* [Work instruction]:
Look through the lines below; wherever the word "measured" appears, copy that line.

++++ Provided entries ++++

//! Session-level error type.

use std::time::Duration;

use hardware::hiwonder::{CodecError, ServoError, ServoRole, TransportError};
use thiserror::Error;

use crate::config::ConfigError;
use crate::motion::AxisState;

/// Errors surfaced to callers of the session and motion controller.
#[derive(Error, Debug)]
pub enum ControlError {
    /// Port could not be opened or failed fatally. Requires a reconnect.
    #[error("link unavailable: {0}")]
    LinkUnavailable(String),

    /// A single exchange got no reply in time.
    #[error("{role}: no reply from servo")]
    Timeout { role: ServoRole },

    /// Reply failed its checksum, after the retry.
    #[error("{role}: corrupted reply: {detail}")]
    ChecksumError { role: ServoRole, detail: String },

    /// Reply was structurally invalid or answered the wrong request.
    #[error("{role}: malformed reply: {detail}")]
    MalformedFrame { role: ServoRole, detail: String },

    /// No calibrated raw position exists for a logical target.
    #[error("{role}: cannot place {target}: {reason}")]
    CalibrationOutOfRange {
        role: ServoRole,
        target: f64,
        reason: String,
    },

    /// A relative move would leave the travel limits. Nothing was sent.
    #[error("{role}: moving {delta:+} from {current} would leave [{min}, {max}]")]
    LimitReached {
        role: ServoRole,
        current: i32,
        delta: i32,
        min: i32,
        max: i32,
    },

    /// Homing could not establish a reference.
    #[error("{role}: homing failed: {reason}")]
    HomingFailed { role: ServoRole, reason: String },

    /// Operation attempted while disconnected.
    #[error("not connected")]
    NotConnected,

    /// Operation not allowed in the axis' current state.
    #[error("{role}: cannot {action} while {state}")]
    InvalidState {
        role: ServoRole,
        state: AxisState,
        action: &'static str,
    },

    #[error("{0} servo is disabled in settings")]
    RoleDisabled(ServoRole),

    /// Request was discarded by an emergency stop.
    #[error("cancelled by emergency stop")]
    Cancelled,

    #[error("invalid argument: {0}")]
    InvalidArgument(String),

    #[error(transparent)]
    Config(#[from] ConfigError),

    /// No answer from the session worker within the caller's bound.
    #[error("session did not answer within {0:?}")]
    RequestTimeout(Duration),

    /// The session worker has exited.
    #[error("session worker is gone")]
    WorkerGone,
}

pub type ControlResult<T> = Result<T, ControlError>;

impl From<TransportError> for ControlError {
    fn from(err: TransportError) -> Self {
        match err {
            TransportError::LinkUnavailable(reason) => ControlError::LinkUnavailable(reason),
            other => ControlError::LinkUnavailable(other.to_string()),
        }
    }
}

impl ControlError {
    /// Attribute a servo-layer failure to `role`.
    pub fn from_servo(role: ServoRole, err: ServoError) -> Self {
        match err {
            ServoError::Transport(TransportError::Timeout) => ControlError::Timeout { role },
            ServoError::Transport(TransportError::LinkUnavailable(reason)) => {
                ControlError::LinkUnavailable(reason)
            }
            ServoError::Transport(TransportError::Io(e)) => {
                ControlError::LinkUnavailable(e.to_string())
            }
            ServoError::Codec(e @ CodecError::Checksum { .. }) => ControlError::ChecksumError {
                role,
                detail: e.to_string(),
            },
            ServoError::Codec(CodecError::Malformed(detail)) => {
                ControlError::MalformedFrame { role, detail }
            }
            ServoError::InvalidArgument(msg) => ControlError::InvalidArgument(msg),
        }
    }

    /// Transient faults that leave the link usable.
    pub fn is_transient(&self) -> bool {
        matches!(
            self,
            ControlError::Timeout { .. }
                | ControlError::ChecksumError { .. }
                | ControlError::MalformedFrame { .. }
        )
    }
}
//! Calibration curves mapping logical optical values to raw servo positions.
//!
//! A curve is an ordered list of measured anchors, for example the raw zoom
//! servo position at which the eyepiece reads 8 mm and 24 mm. Lookups
//! interpolate linearly between the bracketing anchors. Values past either end
//! are clamped to the end anchor and reported as a [`Boundary`], never
//! extrapolated past verified travel.
//!
//! Curves are immutable once built; recalibration replaces the whole curve.
//!
//! # Example
//!
//! ```
//! use scope_control::calibration::{Anchor, CalibrationCurve};
//!
//! let curve = CalibrationCurve::new(vec![Anchor::new(8.0, 100), Anchor::new(24.0, 900)]).unwrap();
//! assert_eq!(curve.lookup(16.0).unwrap().raw, 500);
//! assert!(curve.lookup(30.0).unwrap().boundary.is_some());
//! ```

use serde::{Deserialize, Serialize};
use thiserror::Error;

/// One measured calibration point.
#[derive(Debug, Clone, Copy, PartialEq, Serialize, Deserialize)]
pub struct Anchor {
    /// Logical value (focal length in mm, or focus offset).
    pub logical: f64,
    /// Raw servo position at that value.
    pub raw: i32,
}

impl Anchor {
    pub fn new(logical: f64, raw: i32) -> Self {
        Self { logical, raw }
    }
}

#[derive(Error, Debug, Clone, PartialEq)]
pub enum CalibrationError {
    #[error("calibration needs at least 2 anchors, got {0}")]
    TooFewAnchors(usize),

    #[error("anchor {index} has a non-finite logical value")]
    NonFiniteAnchor { index: usize },

    #[error("anchor {index} repeats logical value {logical}")]
    DuplicateLogical { index: usize, logical: f64 },

    /// Raw positions must rise (or fall) strictly along the curve.
    #[error("raw positions are not strictly monotonic at anchor {index}")]
    NotMonotonic { index: usize },

    #[error("target {0} is not a finite number")]
    NonFiniteTarget(f64),
}

/// A lookup that ran off one end of the curve.
#[derive(Debug, Clone, Copy, PartialEq)]
pub struct Boundary {
    pub requested: f64,
    /// Logical value of the end anchor actually used.
    pub used: f64,
}

/// Result of a calibration lookup.
#[derive(Debug, Clone, Copy, PartialEq)]
pub struct Lookup {
    pub raw: i32,
    pub boundary: Option<Boundary>,
}

/// Piecewise-linear map from logical value to raw position.
#[derive(Debug, Clone, PartialEq, Serialize, Deserialize)]
#[serde(try_from = "Vec<Anchor>", into = "Vec<Anchor>")]
pub struct CalibrationCurve {
    anchors: Vec<Anchor>,
}

impl CalibrationCurve {
    /// Build a curve, ordering anchors by logical value.
    pub fn new(mut anchors: Vec<Anchor>) -> Result<Self, CalibrationError> {
        if anchors.len() < 2 {
            return Err(CalibrationError::TooFewAnchors(anchors.len()));
        }
        if let Some(index) = anchors.iter().position(|a| !a.logical.is_finite()) {
            return Err(CalibrationError::NonFiniteAnchor { index });
        }
        anchors.sort_by(|a, b| a.logical.total_cmp(&b.logical));

        let rising = anchors[1].raw > anchors[0].raw;
        for (index, pair) in anchors.windows(2).enumerate() {
            if pair[0].logical == pair[1].logical {
                return Err(CalibrationError::DuplicateLogical {
                    index,
                    logical: pair[0].logical,
                });
            }
            let ordered = if rising {
                pair[1].raw > pair[0].raw
            } else {
                pair[1].raw < pair[0].raw
            };
            if !ordered {
                return Err(CalibrationError::NotMonotonic { index: index + 1 });
            }
        }
        Ok(Self { anchors })
    }

    pub fn anchors(&self) -> &[Anchor] {
        &self.anchors
    }

    fn first(&self) -> Anchor {
        self.anchors[0]
    }

    fn last(&self) -> Anchor {
        self.anchors[self.anchors.len() - 1]
    }

    /// Logical span covered by the anchors.
    pub fn logical_range(&self) -> (f64, f64) {
        (self.first().logical, self.last().logical)
    }

    /// Smallest and largest raw position on the curve.
    pub fn raw_range(&self) -> (i32, i32) {
        let (a, b) = (self.first().raw, self.last().raw);
        (a.min(b), a.max(b))
    }

    /// Raw position for a logical value.
    pub fn lookup(&self, logical: f64) -> Result<Lookup, CalibrationError> {
        if !logical.is_finite() {
            return Err(CalibrationError::NonFiniteTarget(logical));
        }

        let (first, last) = (self.first(), self.last());
        let end = if logical < first.logical {
            Some(first)
        } else if logical > last.logical {
            Some(last)
        } else {
            None
        };
        if let Some(anchor) = end {
            return Ok(Lookup {
                raw: anchor.raw,
                boundary: Some(Boundary {
                    requested: logical,
                    used: anchor.logical,
                }),
            });
        }

        let pair = self
            .anchors
            .windows(2)
            .find(|pair| logical <= pair[1].logical)
            .unwrap_or(&self.anchors[self.anchors.len() - 2..]);
        let (a, b) = (pair[0], pair[1]);
        let fraction = (logical - a.logical) / (b.logical - a.logical);
        let raw = a.raw as f64 + fraction * (b.raw - a.raw) as f64;

        Ok(Lookup {
            raw: raw.round() as i32,
            boundary: None,
        })
    }

    /// Logical value for a raw position, clamped to the curve's span.
    pub fn inverse(&self, raw: i32) -> f64 {
        let (lo, hi) = self.raw_range();
        if raw <= lo || raw >= hi {
            let at_low_end = (raw <= lo) == (self.first().raw == lo);
            return if at_low_end {
                self.first().logical
            } else {
                self.last().logical
            };
        }

        for pair in self.anchors.windows(2) {
            let (a, b) = (pair[0], pair[1]);
            let (pmin, pmax) = (a.raw.min(b.raw), a.raw.max(b.raw));
            if (pmin..=pmax).contains(&raw) {
                let fraction = (raw - a.raw) as f64 / (b.raw - a.raw) as f64;
                return a.logical + fraction * (b.logical - a.logical);
            }
        }
        self.last().logical
    }
}

impl TryFrom<Vec<Anchor>> for CalibrationCurve {
    type Error = CalibrationError;

    fn try_from(anchors: Vec<Anchor>) -> Result<Self, Self::Error> {
        Self::new(anchors)
    }
}

impl From<CalibrationCurve> for Vec<Anchor> {
    fn from(curve: CalibrationCurve) -> Self {
        curve.anchors
    }
}

#[cfg(test)]
mod tests {
    use super::*;
    use approx::assert_relative_eq;

    fn zoom_curve() -> CalibrationCurve {
        CalibrationCurve::new(vec![Anchor::new(8.0, 100), Anchor::new(24.0, 900)]).unwrap()
    }

    #[test]
    fn test_lookup_interpolates_midpoint() {
        let lookup = zoom_curve().lookup(16.0).unwrap();
        assert_eq!(lookup.raw, 500);
        assert_eq!(lookup.boundary, None);
    }

    #[test]
    fn test_lookup_hits_anchors_exactly() {
        let curve = zoom_curve();
        assert_eq!(curve.lookup(8.0).unwrap().raw, 100);
        assert_eq!(curve.lookup(24.0).unwrap().raw, 900);
    }

    #[test]
    fn test_lookup_clamps_beyond_ends() {
        let curve = zoom_curve();

        let low = curve.lookup(4.0).unwrap();
        assert_eq!(low.raw, 100);
        assert_eq!(
            low.boundary,
            Some(Boundary {
                requested: 4.0,
                used: 8.0
            })
        );

        let high = curve.lookup(40.0).unwrap();
        assert_eq!(high.raw, 900);
        assert_relative_eq!(high.boundary.unwrap().used, 24.0);
    }

    #[test]
    fn test_lookup_rejects_non_finite() {
        assert!(matches!(
            zoom_curve().lookup(f64::NAN),
            Err(CalibrationError::NonFiniteTarget(_))
        ));
    }

    #[test]
    fn test_lookup_is_monotonic_and_bracketed() {
        let curve = CalibrationCurve::new(vec![
            Anchor::new(8.0, 100),
            Anchor::new(12.0, 250),
            Anchor::new(18.0, 610),
            Anchor::new(24.0, 900),
        ])
        .unwrap();

        let mut previous = curve.lookup(8.0).unwrap().raw;
        let mut x = 8.0;
        while x < 24.0 {
            x += 0.25;
            let raw = curve.lookup(x).unwrap().raw;
            assert!(raw >= previous, "lookup({x}) went backwards");
            assert_eq!(raw, curve.lookup(x).unwrap().raw);
            previous = raw;
        }

        for pair in curve.anchors().windows(2) {
            let mid = (pair[0].logical + pair[1].logical) / 2.0;
            let raw = curve.lookup(mid).unwrap().raw;
            assert!(raw > pair[0].raw && raw < pair[1].raw);
        }
    }

    #[test]
    fn test_descending_curve() {
        let curve =
            CalibrationCurve::new(vec![Anchor::new(-1.0, 800), Anchor::new(1.0, 400)]).unwrap();
        assert_eq!(curve.lookup(0.0).unwrap().raw, 600);
        assert_eq!(curve.raw_range(), (400, 800));
        assert_relative_eq!(curve.inverse(700), -0.5);
        assert_relative_eq!(curve.inverse(900), -1.0);
        assert_relative_eq!(curve.inverse(100), 1.0);
    }

    #[test]
    fn test_inverse_round_trips_through_lookup() {
        let curve = zoom_curve();
        assert_relative_eq!(curve.inverse(500), 16.0);
        assert_relative_eq!(curve.inverse(498), 15.96, epsilon = 1e-9);
        assert_relative_eq!(curve.inverse(50), 8.0);
        assert_relative_eq!(curve.inverse(1000), 24.0);
    }

    #[test]
    fn test_new_sorts_anchors() {
        let curve =
            CalibrationCurve::new(vec![Anchor::new(24.0, 900), Anchor::new(8.0, 100)]).unwrap();
        assert_eq!(curve.logical_range(), (8.0, 24.0));
    }

    #[test]
    fn test_new_rejects_bad_curves() {
        assert_eq!(
            CalibrationCurve::new(vec![Anchor::new(8.0, 100)]),
            Err(CalibrationError::TooFewAnchors(1))
        );
        assert!(matches!(
            CalibrationCurve::new(vec![
                Anchor::new(8.0, 100),
                Anchor::new(12.0, 400),
                Anchor::new(24.0, 300),
            ]),
            Err(CalibrationError::NotMonotonic { index: 2 })
        ));
        assert!(matches!(
            CalibrationCurve::new(vec![Anchor::new(8.0, 100), Anchor::new(8.0, 300)]),
            Err(CalibrationError::DuplicateLogical { .. })
        ));
        assert!(matches!(
            CalibrationCurve::new(vec![Anchor::new(f64::INFINITY, 100), Anchor::new(8.0, 300)]),
            Err(CalibrationError::NonFiniteAnchor { index: 0 })
        ));
    }

    #[test]
    fn test_serde_validates_on_load() {
        let curve: CalibrationCurve =
            serde_json::from_str(r#"[{"logical":8.0,"raw":100},{"logical":24.0,"raw":900}]"#)
                .unwrap();
        assert_eq!(curve, zoom_curve());

        let bad = serde_json::from_str::<CalibrationCurve>(r#"[{"logical":8.0,"raw":100}]"#);
        assert!(bad.is_err());
    }
}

++++

* [Answer for the task]:
//! A curve is an ordered list of measured anchors, for example the raw zoom
/// One measured calibration point.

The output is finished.